Task directions:
Please repeat the records, word for word and without gaps.

Material for this task:
┌──

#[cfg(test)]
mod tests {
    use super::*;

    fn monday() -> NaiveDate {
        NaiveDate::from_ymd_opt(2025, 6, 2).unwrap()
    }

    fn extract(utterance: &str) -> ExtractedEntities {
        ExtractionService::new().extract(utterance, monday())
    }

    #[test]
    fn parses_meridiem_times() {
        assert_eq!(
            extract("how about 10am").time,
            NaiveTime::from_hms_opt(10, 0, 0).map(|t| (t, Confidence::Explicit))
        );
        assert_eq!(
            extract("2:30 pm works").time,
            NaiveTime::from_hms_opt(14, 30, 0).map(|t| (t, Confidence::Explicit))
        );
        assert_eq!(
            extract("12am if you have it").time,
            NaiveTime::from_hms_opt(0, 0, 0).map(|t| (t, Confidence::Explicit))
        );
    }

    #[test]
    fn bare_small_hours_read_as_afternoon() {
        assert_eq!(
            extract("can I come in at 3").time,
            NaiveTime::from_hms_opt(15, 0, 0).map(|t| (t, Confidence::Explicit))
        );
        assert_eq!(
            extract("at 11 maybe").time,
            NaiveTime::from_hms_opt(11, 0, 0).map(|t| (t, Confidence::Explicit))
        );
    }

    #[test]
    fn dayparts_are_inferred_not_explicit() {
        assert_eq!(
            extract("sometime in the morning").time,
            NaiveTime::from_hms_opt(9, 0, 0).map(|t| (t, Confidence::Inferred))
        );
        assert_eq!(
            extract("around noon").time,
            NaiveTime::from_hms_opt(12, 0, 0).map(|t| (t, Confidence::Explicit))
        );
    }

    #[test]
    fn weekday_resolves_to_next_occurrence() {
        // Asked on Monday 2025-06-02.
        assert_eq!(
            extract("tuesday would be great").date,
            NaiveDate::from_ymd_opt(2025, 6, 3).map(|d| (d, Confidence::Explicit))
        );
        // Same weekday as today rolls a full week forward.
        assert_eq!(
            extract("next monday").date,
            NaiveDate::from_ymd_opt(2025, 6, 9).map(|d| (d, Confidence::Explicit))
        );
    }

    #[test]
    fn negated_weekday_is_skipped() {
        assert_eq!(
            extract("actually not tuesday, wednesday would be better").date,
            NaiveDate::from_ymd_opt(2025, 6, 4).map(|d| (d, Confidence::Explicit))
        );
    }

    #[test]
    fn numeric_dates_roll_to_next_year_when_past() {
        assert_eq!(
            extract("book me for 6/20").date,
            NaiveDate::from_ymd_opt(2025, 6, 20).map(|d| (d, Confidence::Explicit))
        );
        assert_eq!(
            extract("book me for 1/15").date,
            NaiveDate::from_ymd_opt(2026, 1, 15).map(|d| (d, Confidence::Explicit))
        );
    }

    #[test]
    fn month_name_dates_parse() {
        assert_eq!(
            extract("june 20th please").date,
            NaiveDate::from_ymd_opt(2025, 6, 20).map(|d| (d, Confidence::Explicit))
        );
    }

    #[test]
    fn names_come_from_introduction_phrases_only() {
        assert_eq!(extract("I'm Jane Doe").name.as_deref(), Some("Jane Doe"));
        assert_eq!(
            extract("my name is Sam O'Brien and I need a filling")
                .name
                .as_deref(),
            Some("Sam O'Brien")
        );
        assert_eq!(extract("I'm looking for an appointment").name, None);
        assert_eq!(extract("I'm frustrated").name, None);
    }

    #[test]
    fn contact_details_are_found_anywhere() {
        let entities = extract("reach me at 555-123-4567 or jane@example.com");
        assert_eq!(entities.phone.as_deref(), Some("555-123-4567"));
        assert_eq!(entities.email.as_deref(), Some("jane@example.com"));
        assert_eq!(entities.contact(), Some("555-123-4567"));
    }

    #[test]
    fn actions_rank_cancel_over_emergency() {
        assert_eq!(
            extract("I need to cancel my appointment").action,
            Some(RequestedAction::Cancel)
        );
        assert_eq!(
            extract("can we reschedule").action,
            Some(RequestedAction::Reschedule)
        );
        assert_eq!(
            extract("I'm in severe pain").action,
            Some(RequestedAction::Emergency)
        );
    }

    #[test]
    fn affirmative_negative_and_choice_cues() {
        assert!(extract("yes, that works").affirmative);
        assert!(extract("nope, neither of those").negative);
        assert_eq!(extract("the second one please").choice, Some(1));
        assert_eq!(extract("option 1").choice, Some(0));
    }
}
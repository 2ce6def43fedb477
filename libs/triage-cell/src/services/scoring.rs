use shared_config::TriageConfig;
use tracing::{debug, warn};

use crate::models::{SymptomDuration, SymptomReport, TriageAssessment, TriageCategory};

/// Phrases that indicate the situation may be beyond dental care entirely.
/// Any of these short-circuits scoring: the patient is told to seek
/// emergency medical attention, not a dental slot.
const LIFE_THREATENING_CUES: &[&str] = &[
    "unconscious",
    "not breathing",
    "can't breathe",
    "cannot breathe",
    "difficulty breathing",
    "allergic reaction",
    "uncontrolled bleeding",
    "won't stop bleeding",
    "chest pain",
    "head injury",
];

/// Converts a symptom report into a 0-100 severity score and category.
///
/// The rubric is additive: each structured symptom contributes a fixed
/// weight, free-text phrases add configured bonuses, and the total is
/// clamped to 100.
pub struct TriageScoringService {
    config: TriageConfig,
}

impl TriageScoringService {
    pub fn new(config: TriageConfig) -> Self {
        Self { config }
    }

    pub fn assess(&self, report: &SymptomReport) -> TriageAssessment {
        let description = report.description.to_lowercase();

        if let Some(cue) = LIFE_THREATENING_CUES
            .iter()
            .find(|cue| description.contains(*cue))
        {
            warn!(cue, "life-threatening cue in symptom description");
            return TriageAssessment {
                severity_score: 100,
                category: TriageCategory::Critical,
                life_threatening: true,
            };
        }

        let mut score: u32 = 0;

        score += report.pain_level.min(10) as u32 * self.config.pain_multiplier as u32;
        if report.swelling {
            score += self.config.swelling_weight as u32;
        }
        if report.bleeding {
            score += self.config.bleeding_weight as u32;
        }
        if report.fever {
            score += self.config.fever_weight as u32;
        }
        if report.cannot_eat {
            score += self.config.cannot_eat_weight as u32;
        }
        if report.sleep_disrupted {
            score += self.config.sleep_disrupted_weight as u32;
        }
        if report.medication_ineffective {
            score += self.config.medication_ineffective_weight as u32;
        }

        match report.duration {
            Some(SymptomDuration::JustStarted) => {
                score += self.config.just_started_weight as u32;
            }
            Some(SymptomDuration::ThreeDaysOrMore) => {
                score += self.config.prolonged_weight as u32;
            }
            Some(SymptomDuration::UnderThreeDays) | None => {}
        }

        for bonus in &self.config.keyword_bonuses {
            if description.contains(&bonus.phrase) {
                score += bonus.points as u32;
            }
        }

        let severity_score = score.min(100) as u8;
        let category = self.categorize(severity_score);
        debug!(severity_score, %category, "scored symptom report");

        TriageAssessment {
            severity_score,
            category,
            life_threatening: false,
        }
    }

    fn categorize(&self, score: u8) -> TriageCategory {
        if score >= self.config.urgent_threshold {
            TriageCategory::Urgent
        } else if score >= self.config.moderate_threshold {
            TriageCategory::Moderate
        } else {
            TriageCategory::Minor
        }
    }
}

└──

Answer for this exercise:
#[cfg(test)]
mod tests {
    use super::*;

    fn monday() -> NaiveDate {
        NaiveDate::from_ymd_opt(2025, 6, 2).unwrap()
    }

    fn extract(utterance: &str) -> ExtractedEntities {
        ExtractionService::new().extract(utterance, monday())
    }

    #[test]
    fn parses_meridiem_times() {
        assert_eq!(
            extract("how about 10am").time,
            NaiveTime::from_hms_opt(10, 0, 0).map(|t| (t, Confidence::Explicit))
        );
        assert_eq!(
            extract("2:30 pm works").time,
            NaiveTime::from_hms_opt(14, 30, 0).map(|t| (t, Confidence::Explicit))
        );
        assert_eq!(
            extract("12am if you have it").time,
            NaiveTime::from_hms_opt(0, 0, 0).map(|t| (t, Confidence::Explicit))
        );
    }

    #[test]
    fn bare_small_hours_read_as_afternoon() {
        assert_eq!(
            extract("can I come in at 3").time,
            NaiveTime::from_hms_opt(15, 0, 0).map(|t| (t, Confidence::Explicit))
        );
        assert_eq!(
            extract("at 11 maybe").time,
            NaiveTime::from_hms_opt(11, 0, 0).map(|t| (t, Confidence::Explicit))
        );
    }

    #[test]
    fn dayparts_are_inferred_not_explicit() {
        assert_eq!(
            extract("sometime in the morning").time,
            NaiveTime::from_hms_opt(9, 0, 0).map(|t| (t, Confidence::Inferred))
        );
        assert_eq!(
            extract("around noon").time,
            NaiveTime::from_hms_opt(12, 0, 0).map(|t| (t, Confidence::Explicit))
        );
    }

    #[test]
    fn weekday_resolves_to_next_occurrence() {
        // Asked on Monday 2025-06-02.
        assert_eq!(
            extract("tuesday would be great").date,
            NaiveDate::from_ymd_opt(2025, 6, 3).map(|d| (d, Confidence::Explicit))
        );
        // Same weekday as today rolls a full week forward.
        assert_eq!(
            extract("next monday").date,
            NaiveDate::from_ymd_opt(2025, 6, 9).map(|d| (d, Confidence::Explicit))
        );
    }

    #[test]
    fn negated_weekday_is_skipped() {
        assert_eq!(
            extract("actually not tuesday, wednesday would be better").date,
            NaiveDate::from_ymd_opt(2025, 6, 4).map(|d| (d, Confidence::Explicit))
        );
    }

    #[test]
    fn numeric_dates_roll_to_next_year_when_past() {
        assert_eq!(
            extract("book me for 6/20").date,
            NaiveDate::from_ymd_opt(2025, 6, 20).map(|d| (d, Confidence::Explicit))
        );
        assert_eq!(
            extract("book me for 1/15").date,
            NaiveDate::from_ymd_opt(2026, 1, 15).map(|d| (d, Confidence::Explicit))
        );
    }

    #[test]
    fn month_name_dates_parse() {
        assert_eq!(
            extract("june 20th please").date,
            NaiveDate::from_ymd_opt(2025, 6, 20).map(|d| (d, Confidence::Explicit))
        );
    }

    #[test]
    fn names_come_from_introduction_phrases_only() {
        assert_eq!(extract("I'm Jane Doe").name.as_deref(), Some("Jane Doe"));
        assert_eq!(
            extract("my name is Sam O'Brien and I need a filling")
                .name
                .as_deref(),
            Some("Sam O'Brien")
        );
        assert_eq!(extract("I'm looking for an appointment").name, None);
        assert_eq!(extract("I'm frustrated").name, None);
    }

    #[test]
    fn contact_details_are_found_anywhere() {
        let entities = extract("reach me at 555-123-4567 or jane@example.com");
        assert_eq!(entities.phone.as_deref(), Some("555-123-4567"));
        assert_eq!(entities.email.as_deref(), Some("jane@example.com"));
        assert_eq!(entities.contact(), Some("555-123-4567"));
    }

    #[test]
    fn actions_rank_cancel_over_emergency() {
        assert_eq!(
            extract("I need to cancel my appointment").action,
            Some(RequestedAction::Cancel)
        );
        assert_eq!(
            extract("can we reschedule").action,
            Some(RequestedAction::Reschedule)
        );
        assert_eq!(
            extract("I'm in severe pain").action,
            Some(RequestedAction::Emergency)
        );
    }

    #[test]
    fn affirmative_negative_and_choice_cues() {
        assert!(extract("yes, that works").affirmative);
        assert!(extract("nope, neither of those").negative);
        assert_eq!(extract("the second one please").choice, Some(1));
        assert_eq!(extract("option 1").choice, Some(0));
    }
}
repository 2ce6def43fedb477
filename libs/triage-cell/src/services/scoring.rs
use shared_config::TriageConfig;
use tracing::{debug, warn};

use crate::models::{SymptomDuration, SymptomReport, TriageAssessment, TriageCategory};

/// Phrases that indicate the situation may be beyond dental care entirely.
/// Any of these short-circuits scoring: the patient is told to seek
/// emergency medical attention, not a dental slot.
const LIFE_THREATENING_CUES: &[&str] = &[
    "unconscious",
    "not breathing",
    "can't breathe",
    "cannot breathe",
    "difficulty breathing",
    "allergic reaction",
    "uncontrolled bleeding",
    "won't stop bleeding",
    "chest pain",
    "head injury",
];

/// Converts a symptom report into a 0-100 severity score and category.
///
/// The rubric is additive: each structured symptom contributes a fixed
/// weight, free-text phrases add configured bonuses, and the total is
/// clamped to 100.
pub struct TriageScoringService {
    config: TriageConfig,
}

impl TriageScoringService {
    pub fn new(config: TriageConfig) -> Self {
        Self { config }
    }

    pub fn assess(&self, report: &SymptomReport) -> TriageAssessment {
        let description = report.description.to_lowercase();

        if let Some(cue) = LIFE_THREATENING_CUES
            .iter()
            .find(|cue| description.contains(*cue))
        {
            warn!(cue, "life-threatening cue in symptom description");
            return TriageAssessment {
                severity_score: 100,
                category: TriageCategory::Critical,
                life_threatening: true,
            };
        }

        let mut score: u32 = 0;

        score += report.pain_level.min(10) as u32 * self.config.pain_multiplier as u32;
        if report.swelling {
            score += self.config.swelling_weight as u32;
        }
        if report.bleeding {
            score += self.config.bleeding_weight as u32;
        }
        if report.fever {
            score += self.config.fever_weight as u32;
        }
        if report.cannot_eat {
            score += self.config.cannot_eat_weight as u32;
        }
        if report.sleep_disrupted {
            score += self.config.sleep_disrupted_weight as u32;
        }
        if report.medication_ineffective {
            score += self.config.medication_ineffective_weight as u32;
        }

        match report.duration {
            Some(SymptomDuration::JustStarted) => {
                score += self.config.just_started_weight as u32;
            }
            Some(SymptomDuration::ThreeDaysOrMore) => {
                score += self.config.prolonged_weight as u32;
            }
            Some(SymptomDuration::UnderThreeDays) | None => {}
        }

        for bonus in &self.config.keyword_bonuses {
            if description.contains(&bonus.phrase) {
                score += bonus.points as u32;
            }
        }

        let severity_score = score.min(100) as u8;
        let category = self.categorize(severity_score);
        debug!(severity_score, %category, "scored symptom report");

        TriageAssessment {
            severity_score,
            category,
            life_threatening: false,
        }
    }

    fn categorize(&self, score: u8) -> TriageCategory {
        if score >= self.config.urgent_threshold {
            TriageCategory::Urgent
        } else if score >= self.config.moderate_threshold {
            TriageCategory::Moderate
        } else {
            TriageCategory::Minor
        }
    }
}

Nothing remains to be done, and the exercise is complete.